PROBLEM TO WORK ON ▸ Check every line of the data for the string "queued" and copy the ones that have it.

DATA IN THIS EXERCISE ▸
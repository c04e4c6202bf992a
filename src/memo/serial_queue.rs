//! FIFO execution of operations on state owned by a single worker thread.

use std::io;
use std::sync::mpsc::{self, Receiver, Sender};
use std::thread::{self, JoinHandle};
use thiserror::Error;
use tracing::trace;

#[derive(Debug, Clone, Error)]
pub enum QueueError {
    #[error("Queue worker has stopped")]
    Closed,
}

pub type QueueResult<T> = Result<T, QueueError>;

type Job<S> = Box<dyn FnOnce(&mut S) + Send + 'static>;

/// Result of a job that has been queued but may not have run yet
#[must_use = "a queued job's result is lost unless waited on"]
pub struct Pending<T> {
    receiver: Receiver<T>,
}

impl<T> Pending<T> {
    /// Block until the job has run and return its output
    pub fn wait(self) -> QueueResult<T> {
        self.receiver.recv().map_err(|_| QueueError::Closed)
    }
}

/// Runs submitted jobs one at a time, in submission order, against state
/// owned by a dedicated worker thread.
///
/// A job that returns an error only affects its own caller; later jobs still
/// run. Dropping the queue lets the worker drain what is already queued and
/// then joins it.
pub struct SerialQueue<S> {
    sender: Option<Sender<Job<S>>>,
    worker: Option<JoinHandle<()>>,
}

impl<S: Send + 'static> SerialQueue<S> {
    /// Move `state` onto a new worker thread named `name`
    pub fn spawn(name: impl Into<String>, state: S) -> io::Result<Self> {
        let name = name.into();
        let (sender, receiver) = mpsc::channel::<Job<S>>();

        let worker = thread::Builder::new().name(name.clone()).spawn(move || {
            let mut state = state;
            trace!(queue = %name, "worker started");
            for job in receiver {
                job(&mut state);
            }
            trace!(queue = %name, "worker stopped");
        })?;

        Ok(Self {
            sender: Some(sender),
            worker: Some(worker),
        })
    }

    /// Queue `job` behind everything submitted before it
    pub fn submit<T, F>(&self, job: F) -> Pending<T>
    where
        T: Send + 'static,
        F: FnOnce(&mut S) -> T + Send + 'static,
    {
        let (result_sender, receiver) = mpsc::channel();
        let task: Job<S> = Box::new(move |state: &mut S| {
            // The caller may have dropped its Pending; nothing to report then
            let _ = result_sender.send(job(state));
        });

        if let Some(sender) = &self.sender {
            // On failure the task (and its result sender) is dropped, so wait() reports Closed
            let _ = sender.send(task);
        }

        Pending { receiver }
    }

    /// Queue `job` and block until it has run
    pub fn run<T, F>(&self, job: F) -> QueueResult<T>
    where
        T: Send + 'static,
        F: FnOnce(&mut S) -> T + Send + 'static,
    {
        self.submit(job).wait()
    }
}

impl<S> Drop for SerialQueue<S> {
    fn drop(&mut self) {
        // Closing the channel ends the worker loop once queued jobs are done
        self.sender.take();
        if let Some(worker) = self.worker.take() {
            let _ = worker.join();
        }
    }
}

EXERCISE RESPONSE ▸
/// Result of a job that has been queued but may not have run yet
#[must_use = "a queued job's result is lost unless waited on"]
/// run. Dropping the queue lets the worker drain what is already queued and
        // Closing the channel ends the worker loop once queued jobs are done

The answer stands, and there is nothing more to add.